- What is expected -
Where the word "ClearBuffer" occurs in a line of the data, return the whole line.

- Listed entries -
━━━━━━━━━━━━━━━━━━━━
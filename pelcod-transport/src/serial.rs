//! Serial (RS-485) transport
//!
//! PTZ mounts of this family sit on a half-duplex RS-485 line, usually
//! behind a USB adapter, at 4800 or 9600 baud with 8-N-1 framing and no
//! flow control.

use std::time::Duration;

use async_trait::async_trait;
use bytes::BytesMut;
use tokio::io::{AsyncReadExt, AsyncWriteExt};
use tokio_serial::{ClearBuffer, SerialPort, SerialPortBuilderExt, SerialStream};
use tracing::{debug, trace, warn};

use crate::{error::*, Transport};

/// Serial transport for Pelco-D devices
pub struct SerialTransport {
    port: Option<SerialStream>,
    port_name: String,
}

impl SerialTransport {
    /// Open a serial port at the given baud rate
    ///
    /// Framing is fixed at 8 data bits, 1 stop bit, no parity, no flow
    /// control, the line discipline every device of this family uses.
    pub async fn open(port: impl Into<String>, baud_rate: u32) -> Result<Self> {
        let port_name = port.into();

        debug!("Opening serial port {} at {} baud...", port_name, baud_rate);

        let stream = tokio_serial::new(&port_name, baud_rate)
            .data_bits(tokio_serial::DataBits::Eight)
            .stop_bits(tokio_serial::StopBits::One)
            .parity(tokio_serial::Parity::None)
            .flow_control(tokio_serial::FlowControl::None)
            .open_native_async()
            .map_err(|source| Error::Open {
                port: port_name.clone(),
                source,
            })?;

        debug!("Opened {} at {} baud", port_name, baud_rate);

        Ok(Self {
            port: Some(stream),
            port_name,
        })
    }
}

#[async_trait]
impl Transport for SerialTransport {
    async fn send(&mut self, data: &[u8]) -> Result<()> {
        let port = self.port.as_mut().ok_or(Error::NotConnected)?;

        trace!("Sending {} bytes: {:02X?}", data.len(), data);

        port.write_all(data).await?;
        port.flush().await?;

        Ok(())
    }

    async fn receive(&mut self, count: usize, timeout: Duration) -> Result<BytesMut> {
        let port = self.port.as_mut().ok_or(Error::NotConnected)?;

        let mut buf = BytesMut::zeroed(count);
        let mut filled = 0;
        let deadline = tokio::time::Instant::now() + timeout;

        // Accumulate until the frame is complete or the deadline passes;
        // a short (or empty) buffer is the caller's "no reply" signal.
        while filled < count {
            match tokio::time::timeout_at(deadline, port.read(&mut buf[filled..])).await {
                Ok(Ok(0)) => break,
                Ok(Ok(n)) => filled += n,
                Ok(Err(e)) => return Err(Error::Io(e)),
                Err(_) => break,
            }
        }

        buf.truncate(filled);

        trace!("Received {} of {} bytes: {:02X?}", filled, count, &buf[..]);

        Ok(buf)
    }

    async fn flush_input(&mut self) -> Result<()> {
        let port = self.port.as_mut().ok_or(Error::NotConnected)?;

        port.clear(ClearBuffer::Input)
            .map_err(|e| Error::Io(e.into()))?;

        Ok(())
    }

    async fn close(&mut self) -> Result<()> {
        if let Some(mut port) = self.port.take() {
            debug!("Closing serial port {}...", self.port_name);
            let _ = port.flush().await;
        }

        Ok(())
    }

    fn is_connected(&self) -> bool {
        self.port.is_some()
    }

    fn endpoint(&self) -> String {
        self.port_name.clone()
    }
}

impl Drop for SerialTransport {
    fn drop(&mut self) {
        if self.is_connected() {
            warn!("Serial transport dropped while still open: {}", self.port_name);
        }
    }
}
━━━━━━━━━━━━━━━━━━━━
- Written answer -
use tokio_serial::{ClearBuffer, SerialPort, SerialPortBuilderExt, SerialStream};
        port.clear(ClearBuffer::Input)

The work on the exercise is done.